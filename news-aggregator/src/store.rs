use crate::types::{Article, ArticlePage, ArticleSnapshot, FilterOptions, StoreStats};
use chrono::{DateTime, Utc};
use std::collections::{BTreeSet, HashSet};
use std::sync::Arc;
use tokio::sync::RwLock;
use tracing::{debug, info};

pub const DEFAULT_CAPACITY: usize = 200;
pub const DEFAULT_PER_PAGE: usize = 10;

struct StoreState {
    articles: ArticleSnapshot,
    last_update: Option<DateTime<Utc>>,
}

/// Bounded, deduplicating, newest-first article collection.
///
/// `merge` is the only mutator. It builds a new vector and swaps it in under
/// the write guard, so readers always hold a complete snapshot.
pub struct ArticleStore {
    capacity: usize,
    state: RwLock<StoreState>,
}

impl ArticleStore {
    pub fn new(capacity: usize) -> Self {
        Self {
            capacity,
            state: RwLock::new(StoreState {
                articles: Arc::new(Vec::new()),
                last_update: None,
            }),
        }
    }

    pub fn capacity(&self) -> usize {
        self.capacity
    }

    /// Insert articles whose `url` is not stored yet, re-sort by
    /// `published_date` descending and evict the oldest beyond capacity.
    /// Returns how many articles were appended.
    pub async fn merge(&self, incoming: Vec<Article>) -> usize {
        let mut state = self.state.write().await;

        if incoming.is_empty() {
            state.last_update = Some(Utc::now());
            return 0;
        }

        let mut articles: Vec<Article> = state.articles.as_ref().clone();
        let mut known_urls: HashSet<String> = articles.iter().map(|a| a.url.clone()).collect();

        let mut added_count = 0;
        for article in incoming {
            if !known_urls.insert(article.url.clone()) {
                debug!(url = %article.url, "skipping stored article");
                continue;
            }
            articles.push(article);
            added_count += 1;
        }

        // Stable, so equal dates keep insertion order.
        articles.sort_by(|a, b| b.published_date.cmp(&a.published_date));
        if articles.len() > self.capacity {
            let evicted = articles.len() - self.capacity;
            articles.truncate(self.capacity);
            debug!(evicted, capacity = self.capacity, "evicted oldest articles");
        }

        state.articles = Arc::new(articles);
        state.last_update = Some(Utc::now());

        info!(added = added_count, total = state.articles.len(), "merged articles into store");
        added_count
    }

    pub async fn snapshot(&self) -> ArticleSnapshot {
        self.state.read().await.articles.clone()
    }

    pub async fn len(&self) -> usize {
        self.state.read().await.articles.len()
    }

    pub async fn is_empty(&self) -> bool {
        self.len().await == 0
    }

    pub async fn last_update(&self) -> Option<DateTime<Utc>> {
        self.state.read().await.last_update
    }

    pub async fn list(&self, offset: usize, limit: usize) -> Vec<Article> {
        let articles = self.snapshot().await;
        articles.iter().skip(offset).take(limit).cloned().collect()
    }

    /// 1-based page view; page 0 is treated as page 1 and a zero
    /// `per_page` as [`DEFAULT_PER_PAGE`].
    pub async fn page(&self, page: usize, per_page: usize) -> ArticlePage {
        let articles = self.snapshot().await;
        paginate(&articles, page, per_page)
    }

    pub async fn get(&self, url: &str) -> Option<Article> {
        let articles = self.snapshot().await;
        articles.iter().find(|a| a.url == url).cloned()
    }

    /// Case-insensitive search. `query` matches title, summary or content;
    /// `category` and `source` must match exactly (ignoring case). Empty
    /// values do not filter.
    pub async fn search(&self, query: &str, category: Option<&str>, source: Option<&str>) -> Vec<Article> {
        let articles = self.snapshot().await;

        let query = query.trim().to_lowercase();
        let category = category.map(|c| c.trim().to_lowercase()).filter(|c| !c.is_empty());
        let source = source.map(|s| s.trim().to_lowercase()).filter(|s| !s.is_empty());

        articles
            .iter()
            .filter(|a| query.is_empty() || a.mentions(&query))
            .filter(|a| {
                category.as_ref().map_or(true, |c| {
                    a.category.as_deref().is_some_and(|ac| ac.to_lowercase() == *c)
                })
            })
            .filter(|a| source.as_ref().map_or(true, |s| a.source.to_lowercase() == *s))
            .cloned()
            .collect()
    }

    /// Distinct categories and sources present, sorted, for filter menus.
    pub async fn filter_options(&self) -> FilterOptions {
        let articles = self.snapshot().await;

        let categories: BTreeSet<String> = articles
            .iter()
            .filter_map(|a| a.category.clone())
            .filter(|c| !c.is_empty())
            .collect();
        let sources: BTreeSet<String> = articles
            .iter()
            .map(|a| a.source.clone())
            .filter(|s| !s.is_empty())
            .collect();

        FilterOptions {
            categories: categories.into_iter().collect(),
            sources: sources.into_iter().collect(),
        }
    }

    pub async fn stats(&self) -> StoreStats {
        let state = self.state.read().await;

        let mut stats = StoreStats {
            total_articles: state.articles.len(),
            last_update: state.last_update,
            ..Default::default()
        };

        for article in state.articles.iter() {
            let category = article
                .category
                .as_deref()
                .filter(|c| !c.is_empty())
                .unwrap_or("Uncategorized");
            let source = if article.source.is_empty() { "Unknown" } else { &article.source };

            *stats.count_by_category.entry(category.to_string()).or_insert(0) += 1;
            *stats.count_by_source.entry(source.to_string()).or_insert(0) += 1;
        }

        stats
    }
}

impl Default for ArticleStore {
    fn default() -> Self {
        Self::new(DEFAULT_CAPACITY)
    }
}

pub fn paginate(articles: &[Article], page: usize, per_page: usize) -> ArticlePage {
    let page = page.max(1);
    let per_page = if per_page == 0 { DEFAULT_PER_PAGE } else { per_page };
    let start = (page - 1).saturating_mul(per_page);
    let end = start.saturating_add(per_page);

    ArticlePage {
        articles: articles.iter().skip(start).take(per_page).cloned().collect(),
        page,
        per_page,
        total: articles.len(),
        has_prev: page > 1,
        has_next: end < articles.len(),
    }
}
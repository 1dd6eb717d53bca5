/// Text processing utilities
pub mod text {
    /// Keep the first `max_chars` characters, appending `...` when anything
    /// was cut. Counts characters, not bytes, so multi-byte scripts are safe.
    pub fn truncate_with_ellipsis(text: &str, max_chars: usize) -> String {
        match text.char_indices().nth(max_chars) {
            Some((byte_idx, _)) => format!("{}...", &text[..byte_idx]),
            None => text.to_string(),
        }
    }

    /// Collapse runs of whitespace into single spaces and trim the ends.
    pub fn collapse_whitespace(text: &str) -> String {
        text.split_whitespace().collect::<Vec<_>>().join(" ")
    }
}

/// URL utilities
pub mod url {
    use crate::config::QUERY_PLACEHOLDER;
    use url::{form_urlencoded, Url};

    /// Resolve `href` against `base`. Only http(s) results are returned.
    pub fn resolve(base: &Url, href: &str) -> Option<String> {
        let resolved = base.join(href.trim()).ok()?;
        match resolved.scheme() {
            "http" | "https" => Some(resolved.to_string()),
            _ => None,
        }
    }

    pub fn is_http_url(url_str: &str) -> bool {
        Url::parse(url_str)
            .map(|url| url.scheme() == "http" || url.scheme() == "https")
            .unwrap_or(false)
    }

    /// Substitute the form-encoded `term` into a search URL template.
    /// Templates without a `{query}` placeholder get `?q=` (or `&q=`) appended.
    pub fn build_search_url(template: &str, term: &str) -> String {
        let encoded: String = form_urlencoded::byte_serialize(term.as_bytes()).collect();
        if template.contains(QUERY_PLACEHOLDER) {
            template.replace(QUERY_PLACEHOLDER, &encoded)
        } else {
            let separator = if template.contains('?') { '&' } else { '?' };
            format!("{}{}q={}", template, separator, encoded)
        }
    }
}
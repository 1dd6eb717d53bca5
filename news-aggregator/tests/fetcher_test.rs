mod common;

use common::{init_tracing, test_config, test_fetch_config, MapExtractor};
use mockito::Matcher;
use news_aggregator::sources::extract_candidate_links;
use news_aggregator::{
    ArticleSource, ContentExtractor, FetchConfig, Fetcher, ReadabilityExtractor, RelevanceFilter, SiteFetcher,
    SiteSourceConfig,
};
use std::collections::HashSet;
use std::sync::Arc;
use std::time::{Duration, Instant};
use url::Url;

/// "위안부" in EUC-KR.
const WIANBU_EUC_KR: [u8; 6] = [0xC0, 0xA7, 0xBE, 0xC8, 0xBA, 0xCE];

fn euc_kr_page(before: &str, after: &str) -> Vec<u8> {
    let mut body = before.as_bytes().to_vec();
    body.extend_from_slice(&WIANBU_EUC_KR);
    body.extend_from_slice(after.as_bytes());
    body
}

fn korean_relevance() -> Arc<RelevanceFilter> {
    Arc::new(RelevanceFilter::new(["위안부"]))
}

#[tokio::test]
async fn test_fetch_text_decodes_declared_charset() {
    init_tracing();
    let mut server = mockito::Server::new_async().await;

    let _euc_kr = server
        .mock("GET", "/euc-kr")
        .with_status(200)
        .with_header("content-type", "text/html; charset=euc-kr")
        .with_body(euc_kr_page(r#"<html><body><a href="/news/1">"#, " news</a></body></html>"))
        .create_async()
        .await;
    let _utf8 = server
        .mock("GET", "/utf8")
        .with_status(200)
        .with_header("content-type", "text/html")
        .with_body("<p>위안부 기림의 날</p>")
        .create_async()
        .await;

    let fetcher = Fetcher::new(test_fetch_config()).unwrap();

    let html = fetcher.fetch_text(&format!("{}/euc-kr", server.url())).await.unwrap();
    assert!(html.contains(r#"<a href="/news/1">위안부 news</a>"#));

    let base = Url::parse(&server.url()).unwrap();
    let candidates = extract_candidate_links(&html, &base, &korean_relevance(), &HashSet::new(), 5).unwrap();
    assert_eq!(candidates.len(), 1);
    assert_eq!(candidates[0].text, "위안부 news");

    let html = fetcher.fetch_text(&format!("{}/utf8", server.url())).await.unwrap();
    assert_eq!(html, "<p>위안부 기림의 날</p>");
}

#[tokio::test]
async fn test_site_fetcher_reads_euc_kr_search_pages() {
    init_tracing();
    let mut server = mockito::Server::new_async().await;
    let host = server.url();

    let _search = server
        .mock("GET", Matcher::Regex("^/search".to_string()))
        .match_query(Matcher::Any)
        .with_status(200)
        .with_header("content-type", "text/html; charset=EUC-KR")
        .with_body(euc_kr_page(r#"<html><body><a href="/news/1">"#, " memorial</a></body></html>"))
        .create_async()
        .await;

    let extractor = Arc::new(MapExtractor::new().with_page(format!("{}/news/1", host), "위안부 memorial report"));

    let mut config = test_config();
    config.search_terms = vec!["위안부".to_string()];
    config.sites = vec![SiteSourceConfig {
        name: "Legacy Site".to_string(),
        base_url: host.clone(),
        search_url_template: format!("{}/search?q={{query}}", host),
        category: None,
    }];

    let fetcher = Arc::new(Fetcher::new(test_fetch_config()).unwrap());
    let sites = SiteFetcher::new(&config, fetcher, extractor, korean_relevance());
    let articles = sites.pull().await.unwrap();

    assert_eq!(articles.len(), 1);
    assert_eq!(articles[0].title, "위안부 memorial");
    assert_eq!(articles[0].url, format!("{}/news/1", host));
}

#[tokio::test]
async fn test_readability_extractor_reads_euc_kr_articles() {
    init_tracing();
    let mut server = mockito::Server::new_async().await;

    let paragraph = euc_kr_page(
        "<p>Survivors gathered in Seoul this week to remember the victims of the ",
        " system, demanding an apology, a full account, and lasting remembrance.</p>",
    );
    let mut body = b"<html><head><title>Memorial</title></head><body><div class=\"article-body\">".to_vec();
    for _ in 0..3 {
        body.extend_from_slice(&paragraph);
    }
    body.extend_from_slice(b"</div></body></html>");

    let _article = server
        .mock("GET", "/article")
        .with_status(200)
        .with_header("content-type", "text/html; charset=euc-kr")
        .with_body(body)
        .create_async()
        .await;

    let fetcher = Arc::new(Fetcher::new(test_fetch_config()).unwrap());
    let extractor = ReadabilityExtractor::new(fetcher);

    let text = extractor.extract(&format!("{}/article", server.url())).await.unwrap();
    assert!(text.contains("victims of the 위안부 system"));
}

#[tokio::test]
async fn test_throttle_spaces_one_host_without_blocking_others() {
    init_tracing();
    let fetcher = Arc::new(
        Fetcher::new(FetchConfig {
            min_host_interval_ms: 500,
            ..test_fetch_config()
        })
        .unwrap(),
    );

    // The first request to a host goes straight through.
    let started = Instant::now();
    fetcher.throttle("https://slow.example.com/a").await.unwrap();
    assert!(started.elapsed() < Duration::from_millis(250));

    let waiting = tokio::spawn({
        let fetcher = fetcher.clone();
        async move {
            let started = Instant::now();
            fetcher.throttle("https://slow.example.com/b").await.unwrap();
            started.elapsed()
        }
    });
    tokio::time::sleep(Duration::from_millis(20)).await;

    let started = Instant::now();
    fetcher.throttle("https://fast.example.org/a").await.unwrap();
    assert!(started.elapsed() < Duration::from_millis(250));

    let waited = waiting.await.unwrap();
    assert!(waited >= Duration::from_millis(400));
}

#[tokio::test]
async fn test_throttle_disabled_with_zero_interval() {
    init_tracing();
    let fetcher = Fetcher::new(test_fetch_config()).unwrap();

    let started = Instant::now();
    for _ in 0..5 {
        fetcher.throttle("https://news.example.com/").await.unwrap();
    }
    assert!(started.elapsed() < Duration::from_millis(100));
}
use crate::fetcher::Fetcher;
use crate::types::{AggregatorError, Result};
use async_trait::async_trait;
use std::io::Cursor;
use std::sync::Arc;
use tracing::{debug, warn};
use url::Url;

/// Best-effort main-body text extraction for a web page.
#[async_trait]
pub trait ContentExtractor: Send + Sync {
    /// Fetch and extract, reporting why nothing usable came back.
    async fn try_extract(&self, url: &str) -> Result<String>;

    /// Extracted text, or `None` on any failure. Callers fall back to
    /// whatever text they already hold.
    async fn extract(&self, url: &str) -> Option<String> {
        match self.try_extract(url).await {
            Ok(text) => Some(text),
            Err(e) => {
                warn!(%url, error = %e, "content extraction failed");
                None
            }
        }
    }
}

/// Readability-based extractor backed by the shared [`Fetcher`].
pub struct ReadabilityExtractor {
    fetcher: Arc<Fetcher>,
}

impl ReadabilityExtractor {
    pub fn new(fetcher: Arc<Fetcher>) -> Self {
        Self { fetcher }
    }
}

#[async_trait]
impl ContentExtractor for ReadabilityExtractor {
    async fn try_extract(&self, url: &str) -> Result<String> {
        let page_url = Url::parse(url)?;
        let html = self.fetcher.fetch_text(url).await?;
        extract_main_text(&html, &page_url)
    }
}

/// Run readability over an already fetched and decoded page. Empty results
/// count as failures.
pub fn extract_main_text(html: &str, page_url: &Url) -> Result<String> {
    let mut reader = Cursor::new(html.as_bytes());
    let product = readability::extractor::extract(&mut reader, page_url)
        .map_err(|e| AggregatorError::Extraction(format!("{}: {}", page_url, e)))?;

    let text = product.text.trim().to_string();
    if text.is_empty() {
        return Err(AggregatorError::Extraction(format!("{}: no readable text", page_url)));
    }

    debug!(url = %page_url, chars = text.chars().count(), "extracted main text");
    Ok(text)
}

###

▸ **Your instructions**:
Find the word "limit" in the entries. Copy each line that holds it.

▸ **Solved exercise**:
    pub async fn list(&self, offset: usize, limit: usize) -> Vec<Article> {
        articles.iter().skip(offset).take(limit).cloned().collect()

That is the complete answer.